Please transcribe the data that follows, keeping every line exact.

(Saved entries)
┄┄┄┄┄┄┄┄┄┄

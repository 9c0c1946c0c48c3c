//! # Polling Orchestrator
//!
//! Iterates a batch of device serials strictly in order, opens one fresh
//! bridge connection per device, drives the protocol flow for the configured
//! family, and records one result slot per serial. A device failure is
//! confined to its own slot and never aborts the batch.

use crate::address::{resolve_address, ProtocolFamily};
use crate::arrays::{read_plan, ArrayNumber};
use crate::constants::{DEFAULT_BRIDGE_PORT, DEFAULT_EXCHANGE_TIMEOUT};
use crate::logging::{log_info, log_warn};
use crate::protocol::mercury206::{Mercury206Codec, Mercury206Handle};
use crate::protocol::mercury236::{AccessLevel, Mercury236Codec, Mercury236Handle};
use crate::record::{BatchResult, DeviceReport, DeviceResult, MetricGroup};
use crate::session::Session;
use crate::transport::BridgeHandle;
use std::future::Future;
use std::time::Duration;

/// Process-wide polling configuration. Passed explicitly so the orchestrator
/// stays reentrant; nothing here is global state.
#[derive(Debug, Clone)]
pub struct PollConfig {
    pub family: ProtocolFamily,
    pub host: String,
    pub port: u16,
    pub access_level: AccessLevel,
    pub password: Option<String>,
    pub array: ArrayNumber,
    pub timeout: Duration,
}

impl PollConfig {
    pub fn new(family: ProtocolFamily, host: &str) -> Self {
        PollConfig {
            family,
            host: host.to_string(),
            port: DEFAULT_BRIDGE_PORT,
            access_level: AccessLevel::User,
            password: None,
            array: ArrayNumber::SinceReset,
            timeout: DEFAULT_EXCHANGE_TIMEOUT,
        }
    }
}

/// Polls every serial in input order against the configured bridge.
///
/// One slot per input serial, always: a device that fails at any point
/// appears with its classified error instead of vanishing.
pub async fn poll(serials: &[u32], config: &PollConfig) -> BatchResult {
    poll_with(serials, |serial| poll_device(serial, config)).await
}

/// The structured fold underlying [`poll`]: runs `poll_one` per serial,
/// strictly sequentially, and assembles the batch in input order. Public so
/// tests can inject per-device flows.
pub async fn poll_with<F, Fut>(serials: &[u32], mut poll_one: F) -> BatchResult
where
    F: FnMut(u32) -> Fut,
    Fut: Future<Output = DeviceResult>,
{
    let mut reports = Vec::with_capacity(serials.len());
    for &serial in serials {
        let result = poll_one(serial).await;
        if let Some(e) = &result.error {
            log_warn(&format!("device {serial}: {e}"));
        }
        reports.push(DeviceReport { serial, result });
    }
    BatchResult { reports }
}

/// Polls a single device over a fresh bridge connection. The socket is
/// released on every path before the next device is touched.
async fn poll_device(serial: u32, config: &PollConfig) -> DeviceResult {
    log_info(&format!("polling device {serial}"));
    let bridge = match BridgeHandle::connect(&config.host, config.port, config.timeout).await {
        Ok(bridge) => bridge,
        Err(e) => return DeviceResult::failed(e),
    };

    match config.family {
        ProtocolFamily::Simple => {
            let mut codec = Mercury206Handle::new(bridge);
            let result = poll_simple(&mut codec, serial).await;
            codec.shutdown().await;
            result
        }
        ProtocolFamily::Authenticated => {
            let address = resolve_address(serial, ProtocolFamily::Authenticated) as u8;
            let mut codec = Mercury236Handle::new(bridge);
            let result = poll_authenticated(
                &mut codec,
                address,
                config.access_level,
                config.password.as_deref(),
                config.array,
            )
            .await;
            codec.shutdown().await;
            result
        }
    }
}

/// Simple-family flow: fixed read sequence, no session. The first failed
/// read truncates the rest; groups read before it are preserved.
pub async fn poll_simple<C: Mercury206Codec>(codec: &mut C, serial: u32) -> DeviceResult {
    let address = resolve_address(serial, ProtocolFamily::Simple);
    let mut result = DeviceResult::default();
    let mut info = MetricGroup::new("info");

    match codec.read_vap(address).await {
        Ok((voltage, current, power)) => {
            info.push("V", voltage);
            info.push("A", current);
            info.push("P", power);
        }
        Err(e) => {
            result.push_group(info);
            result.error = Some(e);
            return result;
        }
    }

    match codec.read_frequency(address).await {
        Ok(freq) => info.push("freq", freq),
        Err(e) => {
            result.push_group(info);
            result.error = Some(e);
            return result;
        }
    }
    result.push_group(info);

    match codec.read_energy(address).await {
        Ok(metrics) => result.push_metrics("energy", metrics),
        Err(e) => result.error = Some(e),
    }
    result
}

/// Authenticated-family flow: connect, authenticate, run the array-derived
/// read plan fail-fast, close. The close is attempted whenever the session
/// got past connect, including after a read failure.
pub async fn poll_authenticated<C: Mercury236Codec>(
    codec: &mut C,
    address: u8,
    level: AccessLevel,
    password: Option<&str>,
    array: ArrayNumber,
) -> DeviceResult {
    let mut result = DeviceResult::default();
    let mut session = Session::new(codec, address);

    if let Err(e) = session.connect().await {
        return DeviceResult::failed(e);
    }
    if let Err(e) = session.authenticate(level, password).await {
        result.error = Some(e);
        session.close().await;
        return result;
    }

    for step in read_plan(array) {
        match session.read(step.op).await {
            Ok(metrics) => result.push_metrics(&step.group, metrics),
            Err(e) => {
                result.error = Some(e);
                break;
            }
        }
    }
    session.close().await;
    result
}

┄┄┄┄┄┄┄┄┄┄

(Final answer)
repository 9c0c1946c0c48c3c
//! # Polling Orchestrator
//!
//! Iterates a batch of device serials strictly in order, opens one fresh
//! bridge connection per device, drives the protocol flow for the configured
//! family, and records one result slot per serial. A device failure is
//! confined to its own slot and never aborts the batch.

use crate::address::{resolve_address, ProtocolFamily};
use crate::arrays::{read_plan, ArrayNumber};
use crate::constants::{DEFAULT_BRIDGE_PORT, DEFAULT_EXCHANGE_TIMEOUT};
use crate::logging::{log_info, log_warn};
use crate::protocol::mercury206::{Mercury206Codec, Mercury206Handle};
use crate::protocol::mercury236::{AccessLevel, Mercury236Codec, Mercury236Handle};
use crate::record::{BatchResult, DeviceReport, DeviceResult, MetricGroup};
use crate::session::Session;
use crate::transport::BridgeHandle;
use std::future::Future;
use std::time::Duration;

/// Process-wide polling configuration. Passed explicitly so the orchestrator
/// stays reentrant; nothing here is global state.
#[derive(Debug, Clone)]
pub struct PollConfig {
    pub family: ProtocolFamily,
    pub host: String,
    pub port: u16,
    pub access_level: AccessLevel,
    pub password: Option<String>,
    pub array: ArrayNumber,
    pub timeout: Duration,
}

impl PollConfig {
    pub fn new(family: ProtocolFamily, host: &str) -> Self {
        PollConfig {
            family,
            host: host.to_string(),
            port: DEFAULT_BRIDGE_PORT,
            access_level: AccessLevel::User,
            password: None,
            array: ArrayNumber::SinceReset,
            timeout: DEFAULT_EXCHANGE_TIMEOUT,
        }
    }
}

/// Polls every serial in input order against the configured bridge.
///
/// One slot per input serial, always: a device that fails at any point
/// appears with its classified error instead of vanishing.
pub async fn poll(serials: &[u32], config: &PollConfig) -> BatchResult {
    poll_with(serials, |serial| poll_device(serial, config)).await
}

/// The structured fold underlying [`poll`]: runs `poll_one` per serial,
/// strictly sequentially, and assembles the batch in input order. Public so
/// tests can inject per-device flows.
pub async fn poll_with<F, Fut>(serials: &[u32], mut poll_one: F) -> BatchResult
where
    F: FnMut(u32) -> Fut,
    Fut: Future<Output = DeviceResult>,
{
    let mut reports = Vec::with_capacity(serials.len());
    for &serial in serials {
        let result = poll_one(serial).await;
        if let Some(e) = &result.error {
            log_warn(&format!("device {serial}: {e}"));
        }
        reports.push(DeviceReport { serial, result });
    }
    BatchResult { reports }
}

/// Polls a single device over a fresh bridge connection. The socket is
/// released on every path before the next device is touched.
async fn poll_device(serial: u32, config: &PollConfig) -> DeviceResult {
    log_info(&format!("polling device {serial}"));
    let bridge = match BridgeHandle::connect(&config.host, config.port, config.timeout).await {
        Ok(bridge) => bridge,
        Err(e) => return DeviceResult::failed(e),
    };

    match config.family {
        ProtocolFamily::Simple => {
            let mut codec = Mercury206Handle::new(bridge);
            let result = poll_simple(&mut codec, serial).await;
            codec.shutdown().await;
            result
        }
        ProtocolFamily::Authenticated => {
            let address = resolve_address(serial, ProtocolFamily::Authenticated) as u8;
            let mut codec = Mercury236Handle::new(bridge);
            let result = poll_authenticated(
                &mut codec,
                address,
                config.access_level,
                config.password.as_deref(),
                config.array,
            )
            .await;
            codec.shutdown().await;
            result
        }
    }
}

/// Simple-family flow: fixed read sequence, no session. The first failed
/// read truncates the rest; groups read before it are preserved.
pub async fn poll_simple<C: Mercury206Codec>(codec: &mut C, serial: u32) -> DeviceResult {
    let address = resolve_address(serial, ProtocolFamily::Simple);
    let mut result = DeviceResult::default();
    let mut info = MetricGroup::new("info");

    match codec.read_vap(address).await {
        Ok((voltage, current, power)) => {
            info.push("V", voltage);
            info.push("A", current);
            info.push("P", power);
        }
        Err(e) => {
            result.push_group(info);
            result.error = Some(e);
            return result;
        }
    }

    match codec.read_frequency(address).await {
        Ok(freq) => info.push("freq", freq),
        Err(e) => {
            result.push_group(info);
            result.error = Some(e);
            return result;
        }
    }
    result.push_group(info);

    match codec.read_energy(address).await {
        Ok(metrics) => result.push_metrics("energy", metrics),
        Err(e) => result.error = Some(e),
    }
    result
}

/// Authenticated-family flow: connect, authenticate, run the array-derived
/// read plan fail-fast, close. The close is attempted whenever the session
/// got past connect, including after a read failure.
pub async fn poll_authenticated<C: Mercury236Codec>(
    codec: &mut C,
    address: u8,
    level: AccessLevel,
    password: Option<&str>,
    array: ArrayNumber,
) -> DeviceResult {
    let mut result = DeviceResult::default();
    let mut session = Session::new(codec, address);

    if let Err(e) = session.connect().await {
        return DeviceResult::failed(e);
    }
    if let Err(e) = session.authenticate(level, password).await {
        result.error = Some(e);
        session.close().await;
        return result;
    }

    for step in read_plan(array) {
        match session.read(step.op).await {
            Ok(metrics) => result.push_metrics(&step.group, metrics),
            Err(e) => {
                result.error = Some(e);
                break;
            }
        }
    }
    session.close().await;
    result
}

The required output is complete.